TASK STATEMENT. Only lines containing the string "ClientDisconnected" belong in the answer; find them in the records and copy them.

[TASK MATERIAL — start]

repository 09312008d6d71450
// Error types for coupon application
// Covers lookup, usability and definition validation failures

use thiserror::Error;

/// Result alias for coupon operations
pub type CouponResult<T> = Result<T, CouponError>;

/// Errors raised while validating or consuming a member coupon
#[derive(Debug, Clone, PartialEq, Eq, Error)]
pub enum CouponError {
    /// The member holds no issuance of the requested coupon
    #[error("Coupon not found")]
    NotFound,

    /// The usability window of the issuance has passed
    #[error("The coupon has expired")]
    Expired,

    /// The issuance was already consumed by another order
    #[error("The coupon has already been used")]
    AlreadyUsed,

    /// Discount rates are integer percentages between 0 and 100
    #[error("Invalid discount rate: {0}")]
    InvalidDiscountRate(u8),
}
use crate::money::{Money, Quantity};
use crate::orders::models::OrderLineItem;

/// Service for calculating order prices and discounts
///
/// All arithmetic happens on integer minor units. Percentage discounts
/// floor toward zero, so a rounding remainder always stays with the
/// total rather than the discount.
pub struct PriceCalculator;

impl PriceCalculator {
    /// Calculate the subtotal for one line item
    ///
    /// # Arguments
    /// * `price` - Unit price at time of order
    /// * `quantity` - Number of units ordered
    ///
    /// # Returns
    /// Subtotal (price * quantity), or `None` on overflow
    pub fn subtotal(price: Money, quantity: Quantity) -> Option<Money> {
        price.checked_mul(quantity.get())
    }

    /// Calculate the total price for an order
    ///
    /// # Arguments
    /// * `items` - Slice of all line items of the order
    ///
    /// # Returns
    /// Total price (sum of all subtotals), or `None` if any step overflows
    pub fn order_total(items: &[OrderLineItem]) -> Option<Money> {
        items.iter().try_fold(Money::ZERO, |total, item| {
            let subtotal = Self::subtotal(item.price, item.quantity)?;
            total.checked_add(subtotal)
        })
    }

    /// Calculate the amount a coupon takes off a total
    ///
    /// # Arguments
    /// * `total` - The pre-discount total
    /// * `discount_rate` - Percentage rate in `0..=100`
    ///
    /// # Returns
    /// The floored discount amount
    pub fn coupon_discount(total: Money, discount_rate: u8) -> Money {
        total.percentage(discount_rate)
    }

    /// Calculate the total after a coupon discount
    ///
    /// # Arguments
    /// * `total` - The pre-discount total
    /// * `discount_rate` - Percentage rate in `0..=100`
    ///
    /// # Returns
    /// The discounted total, never below zero
    pub fn discounted_total(total: Money, discount_rate: u8) -> Money {
        total.saturating_sub(Self::coupon_discount(total, discount_rate))
    }
}
// Error types for refund policy evaluation
// Selection failures here indicate configuration faults, not user mistakes

use thiserror::Error;

/// Result alias for refund policy operations
pub type RefundResult<T> = Result<T, RefundError>;

/// Errors raised by the refund schedule
#[derive(Debug, Clone, PartialEq, Eq, Error)]
pub enum RefundError {
    /// No window contains the elapsed time since ordering
    ///
    /// The production windows cover every moment from the order time
    /// on, so this only happens when the clock runs backwards or the
    /// schedule was built wrong. Callers surface it as a fault.
    #[error("No refund policy applies to the order at the given time")]
    NoApplicablePolicy,

    /// The window set has a gap, an overlap or a bounded tail
    #[error("Invalid refund schedule: {0}")]
    InvalidSchedule(String),
}
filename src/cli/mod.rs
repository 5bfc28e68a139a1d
// CLI module - Command line interface
pub mod args;
pub mod commands;
pub mod output;

pub use args::{Args, Command, OutputFormat};
pub use commands::execute_command;
pub use output::OutputWriter;
use crate::domain::{config::BridgeConfig, error::{BridgeError, BridgeResult}};
use std::fs;
use std::path::{Path, PathBuf};

const CONFIG_DIR: &str = ".serialbridge";
const CONFIG_FILE: &str = "config.toml";

/// Configuration manager
pub struct ConfigManager {
    global_config_path: PathBuf,
    project_config_path: Option<PathBuf>,
}

impl ConfigManager {
    /// Create new configuration manager
    pub fn new() -> BridgeResult<Self> {
        let global_config_path = Self::get_global_config_path()?;
        let project_config_path = Self::find_project_config_path();

        Ok(Self {
            global_config_path,
            project_config_path,
        })
    }

    /// Manager with explicit file locations
    pub fn with_paths(global_config_path: PathBuf, project_config_path: Option<PathBuf>) -> Self {
        Self {
            global_config_path,
            project_config_path,
        }
    }

    /// Load configuration: defaults, then the global file, then the project
    /// file. Later layers only override the keys they set.
    pub fn load_config(&self) -> BridgeResult<BridgeConfig> {
        let mut merged = Self::defaults_table()?;

        if self.global_config_path.exists() {
            let global = Self::read_table(&self.global_config_path)?;
            merge_tables(&mut merged, global);
        }

        if let Some(project_path) = &self.project_config_path {
            if project_path.exists() {
                let project = Self::read_table(project_path)?;
                merge_tables(&mut merged, project);
            }
        }

        toml::Value::Table(merged)
            .try_into()
            .map_err(|e: toml::de::Error| BridgeError::Config {
                message: format!("Invalid configuration: {}", e),
            })
    }

    /// Load configuration from a single file layered over the defaults
    pub fn load_config_from_path(&self, path: &Path) -> BridgeResult<BridgeConfig> {
        let content = fs::read_to_string(path).map_err(|e| BridgeError::Config {
            message: format!("Failed to read config file {}: {}", path.display(), e),
        })?;

        toml::from_str(&content).map_err(|e| BridgeError::Config {
            message: format!("Failed to parse config file {}: {}", path.display(), e),
        })
    }

    /// Save configuration to specific path
    pub fn save_config_to_path(&self, path: &Path, config: &BridgeConfig) -> BridgeResult<()> {
        let content = toml::to_string_pretty(config).map_err(|e| BridgeError::Config {
            message: format!("Failed to serialize config: {}", e),
        })?;

        if let Some(parent) = path.parent() {
            fs::create_dir_all(parent).map_err(|e| BridgeError::Config {
                message: format!("Failed to create config directory: {}", e),
            })?;
        }

        fs::write(path, content).map_err(|e| BridgeError::Config {
            message: format!("Failed to write config file {}: {}", path.display(), e),
        })
    }

    /// Create a default project configuration under `path`
    pub fn init_project_config(&self, path: &Path) -> BridgeResult<PathBuf> {
        let config_file = path.join(CONFIG_DIR).join(CONFIG_FILE);

        if config_file.exists() {
            return Err(BridgeError::Config {
                message: "Project configuration already exists".to_string(),
            });
        }

        self.save_config_to_path(&config_file, &BridgeConfig::default())?;
        Ok(config_file)
    }

    /// Get the current project config path (if any)
    pub fn get_project_config_path(&self) -> Option<&PathBuf> {
        self.project_config_path.as_ref()
    }

    /// Get the global config path
    pub fn get_global_config_path_ref(&self) -> &PathBuf {
        &self.global_config_path
    }

    fn get_global_config_path() -> BridgeResult<PathBuf> {
        let home = dirs::home_dir().ok_or_else(|| BridgeError::Config {
            message: "Could not determine home directory".to_string(),
        })?;

        Ok(home.join(".config").join("serialbridge").join(CONFIG_FILE))
    }

    /// Find project configuration path by walking up directory tree
    fn find_project_config_path() -> Option<PathBuf> {
        let current_dir = std::env::current_dir().ok()?;
        let mut path = current_dir.as_path();

        loop {
            let config_path = path.join(CONFIG_DIR).join(CONFIG_FILE);
            if config_path.exists() {
                return Some(config_path);
            }

            path = path.parent()?;
        }
    }

    fn defaults_table() -> BridgeResult<toml::Table> {
        let value = toml::Value::try_from(BridgeConfig::default()).map_err(|e| BridgeError::Config {
            message: format!("Failed to serialize default config: {}", e),
        })?;

        match value {
            toml::Value::Table(table) => Ok(table),
            _ => Err(BridgeError::Config {
                message: "Default config is not a table".to_string(),
            }),
        }
    }

    fn read_table(path: &Path) -> BridgeResult<toml::Table> {
        let content = fs::read_to_string(path).map_err(|e| BridgeError::Config {
            message: format!("Failed to read config file {}: {}", path.display(), e),
        })?;

        content.parse::<toml::Table>().map_err(|e| BridgeError::Config {
            message: format!("Failed to parse config file {}: {}", path.display(), e),
        })
    }
}

fn merge_tables(base: &mut toml::Table, overlay: toml::Table) {
    for (key, value) in overlay {
        match (base.get_mut(&key), value) {
            (Some(toml::Value::Table(existing)), toml::Value::Table(incoming)) => {
                merge_tables(existing, incoming);
            }
            (_, value) => {
                base.insert(key, value);
            }
        }
    }
}

#[cfg(test)]
mod tests {
    use super::*;
    use tempfile::TempDir;

    fn write(path: &Path, content: &str) {
        fs::create_dir_all(path.parent().unwrap()).unwrap();
        fs::write(path, content).unwrap();
    }

    #[test]
    fn test_load_default_config() {
        let temp_dir = TempDir::new().unwrap();
        let manager = ConfigManager::with_paths(temp_dir.path().join("missing.toml"), None);

        let config = manager.load_config().unwrap();
        assert_eq!(config, BridgeConfig::default());
    }

    #[test]
    fn test_project_layer_overrides_global() {
        let temp_dir = TempDir::new().unwrap();
        let global = temp_dir.path().join("global").join(CONFIG_FILE);
        let project = temp_dir.path().join(CONFIG_DIR).join(CONFIG_FILE);

        write(&global, "[global]\nlog_level = \"debug\"\n\n[serial]\nport = \"/dev/ttyACM0\"\nbaud_rate = 9600\n");
        write(&project, "[serial]\nport = \"/dev/tty.usbmodem1411\"\n");

        let manager = ConfigManager::with_paths(global, Some(project));
        let config = manager.load_config().unwrap();

        assert_eq!(config.global.log_level, "debug");
        assert_eq!(config.serial.port, "/dev/tty.usbmodem1411");
        // Keys the project file leaves out keep the global value.
        assert_eq!(config.serial.baud_rate, 9600);
        assert_eq!(config.network.port, 12345);
    }

    #[test]
    fn test_invalid_file_is_config_error() {
        let temp_dir = TempDir::new().unwrap();
        let global = temp_dir.path().join(CONFIG_FILE);
        write(&global, "[network]\nport = \"not a number\"\n");

        let manager = ConfigManager::with_paths(global.clone(), None);
        assert!(matches!(manager.load_config(), Err(BridgeError::Config { .. })));
        assert!(matches!(
            manager.load_config_from_path(&global),
            Err(BridgeError::Config { .. })
        ));
    }

    #[test]
    fn test_init_project_config() {
        let temp_dir = TempDir::new().unwrap();
        let manager = ConfigManager::with_paths(temp_dir.path().join("global.toml"), None);

        let config_file = manager.init_project_config(temp_dir.path()).unwrap();
        assert_eq!(config_file, temp_dir.path().join(CONFIG_DIR).join(CONFIG_FILE));

        let loaded = manager.load_config_from_path(&config_file).unwrap();
        assert_eq!(loaded, BridgeConfig::default());

        // A second init refuses to overwrite.
        assert!(manager.init_project_config(temp_dir.path()).is_err());
    }
}
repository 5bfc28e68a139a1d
use crate::core::cancellation::CancellationToken;
use crate::domain::config::NetworkSettings;
use crate::domain::error::{BridgeError, BridgeResult};
use crate::domain::frame::{normalize, Frame};
use serde::{Deserialize, Serialize};
use std::net::SocketAddr;
use std::sync::atomic::{AtomicU64, Ordering};
use std::time::{Duration, SystemTime};
use tokio::io::{AsyncReadExt, AsyncWriteExt};
use tokio::net::tcp::{OwnedReadHalf, OwnedWriteHalf};
use tokio::net::{TcpListener, TcpStream};
use tokio::sync::{Mutex, RwLock};
use tracing::{debug, info, warn};

/// Connection state of the network endpoint
#[derive(Debug, Clone, Copy, PartialEq, Eq, Serialize, Deserialize)]
pub enum NetworkEndpointState {
    Listening,
    ClientConnected,
    ClientDisconnected,
}

impl std::fmt::Display for NetworkEndpointState {
    fn fmt(&self, f: &mut std::fmt::Formatter<'_>) -> std::fmt::Result {
        match self {
            NetworkEndpointState::Listening => write!(f, "Listening"),
            NetworkEndpointState::ClientConnected => write!(f, "ClientConnected"),
            NetworkEndpointState::ClientDisconnected => write!(f, "ClientDisconnected"),
        }
    }
}

/// The currently attached client
#[derive(Debug, Clone, PartialEq, Serialize, Deserialize)]
pub struct ClientInfo {
    pub id: String,
    pub addr: SocketAddr,
    pub connected_at: SystemTime,
}

struct ClientReader {
    id: String,
    addr: SocketAddr,
    half: OwnedReadHalf,
    pending: Vec<u8>,
    /// Cancelled when the writer side gives up on this client
    evicted: CancellationToken,
}

impl ClientReader {
    /// Next complete line, or a full buffer's worth if no newline shows up
    fn take_frame(&mut self, max_len: usize) -> Option<Vec<u8>> {
        if let Some(end) = self.pending.iter().position(|b| *b == b'\n') {
            return Some(self.pending.drain(..=end).collect());
        }
        if self.pending.len() >= max_len {
            return Some(self.pending.drain(..max_len).collect());
        }
        None
    }
}

struct ClientWriter {
    info: ClientInfo,
    half: OwnedWriteHalf,
    evicted: CancellationToken,
}

impl ClientWriter {
    /// Close the connection and tell the reader side to let go of it
    async fn close(mut self) {
        self.evicted.cancel();
        let _ = self.half.shutdown().await;
    }
}

/// Owns the listening socket and at most one client.
///
/// A newly accepted connection always replaces the current client. The
/// client's read half is used only by the network-to-serial pump; the write
/// half sits behind a lock so a replacement waits for an in-flight send.
/// Every send is bounded by the write timeout: a client that stops reading
/// is dropped instead of holding the lock.
pub struct NetworkLink {
    listener: TcpListener,
    local_addr: SocketAddr,
    accept_timeout: Duration,
    max_frame_len: usize,
    write_timeout: Duration,
    state: RwLock<NetworkEndpointState>,
    reader: Mutex<Option<ClientReader>>,
    writer: Mutex<Option<ClientWriter>>,
    undecodable: AtomicU64,
}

[TASK MATERIAL — finish]

EXERCISE OUTPUT.
    ClientDisconnected,
            NetworkEndpointState::ClientDisconnected => write!(f, "ClientDisconnected"),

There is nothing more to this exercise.